Sudah lumayan lama tidak menulis surat cinta.
Kali ini, saya mau menulisnya.
Sebuah surat cinta berisi penuh rindu, untuk kedai kopi favorit saya.
Yang letaknya hanya beberapa ratus meter dari rumah saya.
Yang mas-masnya ramah setengah mati.
Yang di lantai bawahnya toko roti.
Kepada kedai kopi langganan yang terletak di lantai 2.
Saya rindu. Setengah mati. Sama kamu.
Waktu saya dapat kabar kalau kamu mengalami renovasi, saya senang bukan main. Akhirnya kamu akan menjadi lebih cantik lagi.
Satu bulan, dua bulan, saya tahan rasa rindu ini. *TSAAAAAAH!*
Untuk sementara berpindah tempat ngopi sambil menunggu kamu selesai direnovasi.
Gelisah rasanya. Rasa kopinya beda. Mas-mas penjaganya juga tidak seasik di kamu. Dia latah. Saya tidak suka.
Saya semakin resah, renovasimu tidak kunjung selesai. Suatu siang saya melewati kamu, melirik ke lantai dua, ingin tahu sudah sejauh mana mereka melakukan sentuhan perbaikan terhadap kamu. Tapi nyatanya saya tidak melihat apa-apa.
Lantai dua itu, kosong. Tidak ada pekerja, tidak ada perubahan.
Kursi-kursi kayu yang catnya masih bagus. Meja-meja yang masih kokoh, sofa favorit saya yang berwarna oranye..
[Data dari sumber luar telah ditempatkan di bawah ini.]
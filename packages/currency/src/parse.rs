//! Unit-suffixed text form of [`Currency`].
//!
//! Grammar: `<decimal-literal><unit>` where the literal is `digits`,
//! `digits.digits`, `digits.` or `.digits` (no sign, no exponent, no
//! separators) and the unit is [`BASE_UNIT`] or one of [`UNITS`].
//!
//! Scaling is exact: the literal is read as an integer numerator over a power
//! of ten and multiplied by the unit's magnitude, so no value is ever rounded.

use num_bigint::BigUint;
use num_traits::Zero;

use crate::{Currency, CurrencyError, Result};

/// Suffix for a literal count of base units.
pub const BASE_UNIT: &str = "H";

/// Magnitude suffixes, smallest first. `UNITS[4]` is one whole coin.
pub const UNITS: [&str; 9] = ["pS", "nS", "uS", "mS", "SC", "KS", "MS", "GS", "TS"];

/// Power of ten of the whole-coin unit.
pub const CENTER_EXPONENT: u32 = 24;

const WHOLE_COIN_INDEX: usize = 4;
const STEP: u32 = 3;

/// Power of ten (in base units) represented by `UNITS[index]`.
///
/// Panics if `index` is out of range; callers index from [`UNITS`].
pub fn unit_exponent(index: usize) -> u32 {
    assert!(index < UNITS.len(), "unit index {} out of range", index);
    if index >= WHOLE_COIN_INDEX {
        CENTER_EXPONENT + STEP * (index - WHOLE_COIN_INDEX) as u32
    } else {
        CENTER_EXPONENT - STEP * (WHOLE_COIN_INDEX - index) as u32
    }
}

/// Parse unit-suffixed currency text into an exact amount.
///
/// # Errors
///
/// - [`CurrencyError::MissingUnits`] if no recognized suffix is present.
/// - [`CurrencyError::MalformedNumber`] if the literal is not a plain decimal.
/// - [`CurrencyError::NonInteger`] if the scaled value has a fractional part.
pub fn parse(text: &str) -> Result<Currency> {
    let (literal, exponent) = split_unit(text)?;
    let decimal = Decimal::parse(literal)?;
    decimal
        .scale(exponent)
        .ok_or_else(|| CurrencyError::NonInteger(text.to_string()))
}

/// Render an amount with the largest unit that does not exceed it.
///
/// The fractional part is written out exactly with trailing zeros trimmed, so
/// `parse(&format(c)) == c` for every amount. Amounts below one `pS` use the
/// base-unit form.
pub fn format(amount: &Currency) -> String {
    let units = amount.base_units();
    let ten = BigUint::from(10u32);

    let chosen = (0..UNITS.len())
        .rev()
        .find(|&i| *units >= ten.pow(unit_exponent(i)));

    let Some(index) = chosen else {
        return format!("{}{}", units, BASE_UNIT);
    };

    let exponent = unit_exponent(index);
    let magnitude = ten.pow(exponent);
    let whole = units / &magnitude;
    let remainder = units % &magnitude;

    if remainder.is_zero() {
        return format!("{}{}", whole, UNITS[index]);
    }

    let mut frac = format!("{:0>width$}", remainder.to_string(), width = exponent as usize);
    while frac.ends_with('0') {
        frac.pop();
    }
    format!("{}.{}{}", whole, frac, UNITS[index])
}

/// Split `text` into its numeric literal and the unit's power of ten.
fn split_unit(text: &str) -> Result<(&str, u32)> {
    if let Some(literal) = text.strip_suffix(BASE_UNIT) {
        return Ok((literal, 0));
    }
    UNITS
        .iter()
        .enumerate()
        .find_map(|(i, unit)| {
            text.strip_suffix(unit)
                .map(|literal| (literal, unit_exponent(i)))
        })
        .ok_or(CurrencyError::MissingUnits)
}

/// A non-negative decimal literal held as `numerator / 10^frac_digits`.
#[derive(Debug, PartialEq, Eq)]
struct Decimal {
    numerator: BigUint,
    frac_digits: u32,
}

impl Decimal {
    fn parse(literal: &str) -> Result<Decimal> {
        let malformed = || CurrencyError::MalformedNumber(literal.to_string());

        let (int_part, frac_part) = match literal.split_once('.') {
            Some((i, f)) => (i, f),
            None => (literal, ""),
        };

        let all_digits = |s: &str| s.bytes().all(|b| b.is_ascii_digit());
        if (int_part.is_empty() && frac_part.is_empty())
            || !all_digits(int_part)
            || !all_digits(frac_part)
        {
            return Err(malformed());
        }

        let digits = format!("{}{}", int_part, frac_part);
        let numerator = BigUint::parse_bytes(digits.as_bytes(), 10).ok_or_else(malformed)?;
        let frac_digits = u32::try_from(frac_part.len()).map_err(|_| malformed())?;

        Ok(Decimal {
            numerator,
            frac_digits,
        })
    }

    /// Multiply by `10^exponent`; `None` if the product is not an integer.
    fn scale(&self, exponent: u32) -> Option<Currency> {
        let ten = BigUint::from(10u32);
        if exponent >= self.frac_digits {
            let factor = ten.pow(exponent - self.frac_digits);
            return Some(Currency::from_base_units(&self.numerator * factor));
        }
        let divisor = ten.pow(self.frac_digits - exponent);
        if !(&self.numerator % &divisor).is_zero() {
            return None;
        }
        Some(Currency::from_base_units(&self.numerator / divisor))
    }
}
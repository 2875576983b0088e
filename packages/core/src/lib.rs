//! renterbind-core: the cross-boundary resource layer.
//!
//! Foreign callers (C, Python, mobile runtimes) cannot hold Rust references.
//! This crate provides the pieces that let them drive stateful objects anyway:
//!
//! - [`HandleRegistry`]: opaque integer handles mapped to live objects
//! - [`ErrorContext`]: per-context last-error slots, tagged with the failing
//!   operation's name
//! - [`BufferView`] / [`BufferRef`]: in-place views over foreign memory
//! - [`Contract`]: the fixed 96-byte contract record
//!
//! The storage network itself is reached through the traits in [`backend`];
//! [`memory`] implements them in-process.
//!
//! ## Layering
//!
//! ```text
//! foreign caller
//!     │  handles, buffers, ctx keys
//!     ▼
//! binding surface (renterbind-ffi)
//!     │  HandleRegistry / ErrorContext / BufferView / Contract
//!     ▼
//! backend traits ──► MemoryBackend (or a networked implementation)
//! ```

pub mod backend;
pub mod buffer;
pub mod config;
pub mod contract;
pub mod error;
pub mod error_context;
pub mod handle;
pub mod memory;

pub use backend::{
    Backend, CollaboratorError, FileSystem, HostKey, HostSet, OpenFile, SectorRoot, Session,
    StorageClient, Whence,
};
pub use buffer::{BufferRef, BufferView};
pub use config::BindingConfig;
pub use contract::{Contract, ContractError, RawContract, CONTRACT_SIZE, KEY_SIZE};
pub use error::{BindingError, Result};
pub use error_context::{ContextKey, ErrorContext, ErrorRecord};
pub use handle::{Handle, HandleRegistry};
pub use memory::MemoryBackend;

/// BLAKE2b with a 32-byte digest. Must agree with the helper of the same
/// name in `renterbind-txn`.
pub(crate) fn blake2b256(chunks: &[&[u8]]) -> [u8; 32] {
    use blake2::{Blake2b, Digest};

    let mut hasher = Blake2b::<blake2::digest::consts::U32>::new();
    for chunk in chunks {
        hasher.update(chunk);
    }
    let mut out = [0u8; 32];
    out.copy_from_slice(&hasher.finalize());
    out
}
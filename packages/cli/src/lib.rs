//! Commands behind the `renterbind` binary.
//!
//! - `currency parse <text>` / `currency format <base-units>`
//! - `contract decode <hex>`
//! - `txn build --output ADDR=AMOUNT... --input ID=VALUE@INDEX... --change ADDR --seed HEX`
//! - `address <seed> <index>`

use clap::Subcommand;
use renterbind_core::{Contract, ContractError};
use renterbind_currency::{format, parse, Currency, CurrencyError};
use renterbind_txn::{
    BuilderConfig, KeySource, OutputId, Seed, TransactionBuilder, TxnError, UnlockHash,
};
use serde::Serialize;
use thiserror::Error;
use tracing::debug;

/// Errors reported by a command.
#[derive(Debug, Error)]
pub enum CliError {
    #[error(transparent)]
    Currency(#[from] CurrencyError),

    #[error(transparent)]
    Contract(#[from] ContractError),

    #[error(transparent)]
    Transaction(#[from] TxnError),

    #[error("json error: {0}")]
    Json(#[from] serde_json::Error),

    #[error("invalid {what} {value:?}, expected {expected}")]
    Syntax {
        what: &'static str,
        value: String,
        expected: &'static str,
    },
}

pub type Result<T> = std::result::Result<T, CliError>;

#[derive(Debug, Subcommand)]
pub enum Command {
    /// Convert between currency text and base units
    Currency {
        #[command(subcommand)]
        action: CurrencyCommand,
    },
    /// Inspect contract records
    Contract {
        #[command(subcommand)]
        action: ContractCommand,
    },
    /// Build and sign transactions
    Txn {
        #[command(subcommand)]
        action: TxnCommand,
    },
    /// Print the public key and address of a derived key
    Address {
        /// 32-byte wallet seed, hex
        seed: String,
        index: u64,
    },
}

#[derive(Debug, Subcommand)]
pub enum CurrencyCommand {
    /// Unit-suffixed text to a base-unit count
    Parse { text: String },
    /// Base-unit count to unit-suffixed text
    Format { base_units: String },
}

#[derive(Debug, Subcommand)]
pub enum ContractCommand {
    /// Show the fields of a 192-character hex contract
    Decode {
        hex: String,
        /// Include the renter key seed in the output
        #[arg(long)]
        show_seed: bool,
    },
}

#[derive(Debug, Subcommand)]
pub enum TxnCommand {
    /// Assemble, finalize and sign a transaction; prints its JSON
    Build(BuildArgs),
}

#[derive(Debug, clap::Args)]
pub struct BuildArgs {
    /// Miner fee per encoded byte
    #[arg(long, default_value = "0H")]
    pub fee_per_byte: String,

    #[arg(long = "output", value_name = "ADDR=AMOUNT")]
    pub outputs: Vec<String>,

    #[arg(long = "input", value_name = "ID=VALUE@INDEX")]
    pub inputs: Vec<String>,

    /// Address receiving the change
    #[arg(long)]
    pub change: String,

    /// 32-byte wallet seed, hex
    #[arg(long)]
    pub seed: String,
}

#[derive(Serialize)]
#[serde(rename_all = "camelCase")]
struct ContractSummary {
    host_key: String,
    id: String,
    #[serde(skip_serializing_if = "Option::is_none")]
    renter_seed: Option<String>,
}

#[derive(Serialize)]
#[serde(rename_all = "camelCase")]
struct KeySummary {
    index: u64,
    public_key: String,
    address: String,
}

/// Run `command` and return what should be printed.
pub fn run(command: Command) -> Result<String> {
    match command {
        Command::Currency { action } => match action {
            CurrencyCommand::Parse { text } => Ok(parse(&text)?.to_string()),
            CurrencyCommand::Format { base_units } => {
                Ok(format(&Currency::from_decimal(base_units.trim())?))
            }
        },
        Command::Contract {
            action: ContractCommand::Decode { hex, show_seed },
        } => {
            let contract = Contract::from_hex(&hex)?;
            let summary = ContractSummary {
                host_key: hex::encode(contract.host_key),
                id: hex::encode(contract.id),
                renter_seed: show_seed.then(|| hex::encode(contract.renter_seed)),
            };
            Ok(serde_json::to_string_pretty(&summary)?)
        }
        Command::Txn {
            action: TxnCommand::Build(args),
        } => build(&args),
        Command::Address { seed, index } => {
            let seed = Seed::from_hex(&seed)?;
            let summary = KeySummary {
                index,
                public_key: seed.public_key(index).to_string(),
                address: seed.address(index).to_string(),
            };
            Ok(serde_json::to_string_pretty(&summary)?)
        }
    }
}

fn syntax(what: &'static str, value: &str, expected: &'static str) -> CliError {
    CliError::Syntax {
        what,
        value: value.to_string(),
        expected,
    }
}

/// `ADDR=AMOUNT`
fn parse_output(spec: &str) -> Result<(UnlockHash, Currency)> {
    let (address, amount) = spec
        .split_once('=')
        .ok_or_else(|| syntax("output", spec, "ADDR=AMOUNT"))?;
    Ok((address.parse()?, parse(amount)?))
}

/// `ID=VALUE@INDEX`
fn parse_input(spec: &str) -> Result<(OutputId, Currency, u64)> {
    let (id, rest) = spec
        .split_once('=')
        .ok_or_else(|| syntax("input", spec, "ID=VALUE@INDEX"))?;
    let (value, index) = rest
        .rsplit_once('@')
        .ok_or_else(|| syntax("input", spec, "ID=VALUE@INDEX"))?;
    let index = index
        .parse()
        .map_err(|_| syntax("key index", index, "an unsigned integer"))?;
    Ok((id.parse()?, parse(value)?, index))
}

fn build(args: &BuildArgs) -> Result<String> {
    let seed = Seed::from_hex(&args.seed)?;
    let rate = parse(&args.fee_per_byte)?;
    let mut builder = TransactionBuilder::new(BuilderConfig::new(rate));

    for spec in &args.outputs {
        let (address, amount) = parse_output(spec)?;
        builder.add_output(address, amount)?;
    }
    for spec in &args.inputs {
        let (id, value, index) = parse_input(spec)?;
        let covered = builder.add_input(id, value, seed.public_key(index), index)?;
        debug!(input = %id, covered, fee = %builder.fee(), "added input");
    }

    let change: UnlockHash = args.change.parse()?;
    builder.finalize(change)?;
    builder.sign(&seed)?;
    Ok(builder.serialize()?)
}

#[cfg(test)]
mod tests {
    use super::*;
    use renterbind_txn::Transaction;

    const SEED: &str = "0707070707070707070707070707070707070707070707070707070707070707";

    #[test]
    fn currency_commands() {
        let out = run(Command::Currency {
            action: CurrencyCommand::Parse {
                text: "2KS".into(),
            },
        })
        .unwrap();
        assert_eq!(out, format!("2{}", "0".repeat(27)));

        let out = run(Command::Currency {
            action: CurrencyCommand::Format { base_units: out },
        })
        .unwrap();
        assert_eq!(out, "2KS");

        assert!(run(Command::Currency {
            action: CurrencyCommand::Parse { text: "5zZ".into() },
        })
        .is_err());
    }

    #[test]
    fn contract_decode_hides_seed_by_default() {
        let contract = Contract::new([1u8; 32], [2u8; 32], [3u8; 32]);
        let out = run(Command::Contract {
            action: ContractCommand::Decode {
                hex: contract.to_hex(),
                show_seed: false,
            },
        })
        .unwrap();
        let value: serde_json::Value = serde_json::from_str(&out).unwrap();
        assert_eq!(value["hostKey"], "01".repeat(32));
        assert!(value.get("renterSeed").is_none());
    }

    #[test]
    fn input_and_output_specs() {
        let seed = Seed::from_hex(SEED).unwrap();
        let addr = seed.address(0).to_string();
        let (parsed, amount) = parse_output(&format!("{}=1SC", addr)).unwrap();
        assert_eq!(parsed, seed.address(0));
        assert_eq!(amount, parse("1SC").unwrap());

        let id = "ab".repeat(32);
        let (oid, value, index) = parse_input(&format!("{}=300mS@4", id)).unwrap();
        assert_eq!(oid.to_string(), id);
        assert_eq!(value, parse("300mS").unwrap());
        assert_eq!(index, 4);

        assert!(matches!(
            parse_input("nope"),
            Err(CliError::Syntax { what: "input", .. })
        ));
        assert!(matches!(
            parse_input(&format!("{}=1H@x", id)),
            Err(CliError::Syntax { what: "key index", .. })
        ));
    }

    #[test]
    fn build_prints_signed_transaction() {
        let seed = Seed::from_hex(SEED).unwrap();
        let args = BuildArgs {
            fee_per_byte: "1H".into(),
            outputs: vec![format!("{}=1000H", seed.address(5))],
            inputs: vec![format!("{}=2000H@0", "11".repeat(32))],
            change: seed.address(6).to_string(),
            seed: SEED.into(),
        };
        let json = build(&args).unwrap();
        let txn = Transaction::from_json(&json).unwrap();
        txn.verify_signatures().unwrap();
        assert_eq!(txn.output_total() + txn.fee_total(), Currency::from(2000u64));
    }

    #[test]
    fn address_command() {
        let out = run(Command::Address {
            seed: SEED.into(),
            index: 2,
        })
        .unwrap();
        let value: serde_json::Value = serde_json::from_str(&out).unwrap();
        let expected = Seed::from_hex(SEED).unwrap().address(2).to_string();
        assert_eq!(value["address"], expected);
        assert!(value["publicKey"].as_str().unwrap().starts_with("ed25519:"));
    }
}
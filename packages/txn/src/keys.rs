//! Signing key derivation.

use std::fmt;

use ed25519_dalek::SigningKey;

use crate::blake2b256;
use crate::error::{Result, TxnError};
use crate::types::{PublicKey, UnlockConditions, UnlockHash};

/// Produces the signing key for a key index.
pub trait KeySource {
    fn signing_key(&self, index: u64) -> SigningKey;

    fn public_key(&self, index: u64) -> PublicKey {
        PublicKey::ed25519(self.signing_key(index).verifying_key().to_bytes())
    }

    /// Address of the standard unlock conditions for key `index`.
    fn address(&self, index: u64) -> UnlockHash {
        UnlockConditions::standard(self.public_key(index)).unlock_hash()
    }
}

/// A 32-byte wallet seed. Key `i` is the Ed25519 key whose secret is
/// `BLAKE2b-256(seed || u64le(i))`.
#[derive(Clone)]
pub struct Seed([u8; 32]);

impl Seed {
    pub fn from_bytes(bytes: [u8; 32]) -> Self {
        Seed(bytes)
    }

    pub fn from_hex(text: &str) -> Result<Self> {
        let mut out = [0u8; 32];
        hex::decode_to_slice(text.trim(), &mut out)
            .map_err(|e| TxnError::InvalidSeed(e.to_string()))?;
        Ok(Seed(out))
    }
}

impl KeySource for Seed {
    fn signing_key(&self, index: u64) -> SigningKey {
        SigningKey::from_bytes(&blake2b256(&[&self.0, &index.to_le_bytes()]))
    }
}

impl fmt::Debug for Seed {
    fn fmt(&self, f: &mut fmt::Formatter<'_>) -> fmt::Result {
        f.write_str("Seed(<redacted>)")
    }
}

#[cfg(test)]
mod tests {
    use super::*;

    #[test]
    fn derivation_is_deterministic_per_index() {
        let seed = Seed::from_bytes([1u8; 32]);
        assert_eq!(seed.public_key(0), seed.public_key(0));
        assert_ne!(seed.public_key(0), seed.public_key(1));
        assert!(seed.public_key(3).is_ed25519());
    }

    #[test]
    fn different_seeds_give_different_keys() {
        let a = Seed::from_bytes([1u8; 32]);
        let b = Seed::from_bytes([2u8; 32]);
        assert_ne!(a.address(0), b.address(0));
    }

    #[test]
    fn hex_seed() {
        let seed = Seed::from_hex(&"ab".repeat(32)).unwrap();
        assert_eq!(seed.public_key(0), Seed::from_bytes([0xab; 32]).public_key(0));
        assert!(matches!(Seed::from_hex("abcd"), Err(TxnError::InvalidSeed(_))));
        assert_eq!(format!("{:?}", seed), "Seed(<redacted>)");
    }
}
use clap::Parser;
use nu_ansi_term::Color;
use renterbind_cli::Command;
use tracing_subscriber::EnvFilter;

/// renterbind - currency, contract and transaction utilities
#[derive(Parser, Debug)]
#[command(name = "renterbind")]
#[command(author, version, about, long_about = None)]
struct Args {
    /// Log at debug level regardless of RENTERBIND_LOG
    #[arg(short, long)]
    verbose: bool,

    #[command(subcommand)]
    command: Command,
}

fn init_tracing(verbose: bool) {
    let filter = if verbose {
        EnvFilter::new("debug")
    } else {
        EnvFilter::try_from_env("RENTERBIND_LOG").unwrap_or_else(|_| EnvFilter::new("warn"))
    };
    tracing_subscriber::fmt()
        .with_env_filter(filter)
        .with_writer(std::io::stderr)
        .init();
}

fn main() {
    let args = Args::parse();
    init_tracing(args.verbose);

    match renterbind_cli::run(args.command) {
        Ok(output) => println!("{}", output),
        Err(e) => {
            eprintln!("{} {}", Color::Red.bold().paint("Error:"), e);
            std::process::exit(1);
        }
    }
}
Tidak tersentuh sama sekali.
Saya kecewa. Marah. Untuk apa para staf bilang kamu sedang dalam renovasi padahal mereka tidak melakukan apa-apa terhadapmu?
Pada akhirnya saya tahu, bahwa kamu, kedai kopi favorit saya, sudah tutup. Ditiadakan. Secara permanen.
Kamu tahu apa yang saya rasakan?
Sedih luar biasa.
Kamu, pemberi kenyamanan di tiap Jumat saya.
Kamu dan aroma kopi hitam favorit saya yang tanpa gula,
kamu dan sofa oranye yang tidak terlalu tebal namun membuat saya betah menikmatinya,
kamu dan sahabat-sahabat saya dan obrolan-obrolan ringan dan tidak penting lainnya,
kamu dan jendela besar yang menampakkan hujan besar dan kilatan petir yang membuat Carol hampir pingsan..
Kamu itu sangat memorable, kamu tahu?
Kamu tidak tahu betapa saya menantikan Jumat datang lebih cepat setiap Senin.
Kamu tidak tahu betapa saya menjadi pengamat setiap harinya, mencari cerita yang saya bagi dengan para sahabat di depan cangkir kopimu.
Kamu tidak tahu betapa saya merasa jauh lebih baik setiap saya pulang ke rumah setelah mengunjungimu.
Kamu adalah saksi, dari setiap kejadian yang saya alami.
Tawa terbahak, tangis terisak, peluk erat, sorak sorai, kerlingan mata, bahkan genggaman tangan yang tertunda..
Ah, jadi melankolis kan saya.
Ya habisnya bagaimana, saya rindu.
Sungguh, nanti kalau saya dapat undian dari sabun colek yang hadiahnya milyaran, saya mau membeli hak atas kamu.
Saya tidak rela mesin kopi itu mulai tertutup oleh debu.
Saya tidak rela sofa oranye itu lapisan kulit imitasinya mulai terkelupas.
Saya tidak rela cangkir putih itu membisu tanpa ada bunyi seruput yang lalu diliputi rasa syukur penikmatnya karena sudah mencintai kopi.
Saya tidak rela biji-biji kopi yang tersusun rapi di dalam toples itu membusuk tanpa makna.
Kamu, Si Minimalis yang Sederhana. Tunggu, ya.
Saya rindu. Kamu jangan hancur dulu.
Tertanda, seseorang yang tergila-gila dengan nyamanmu.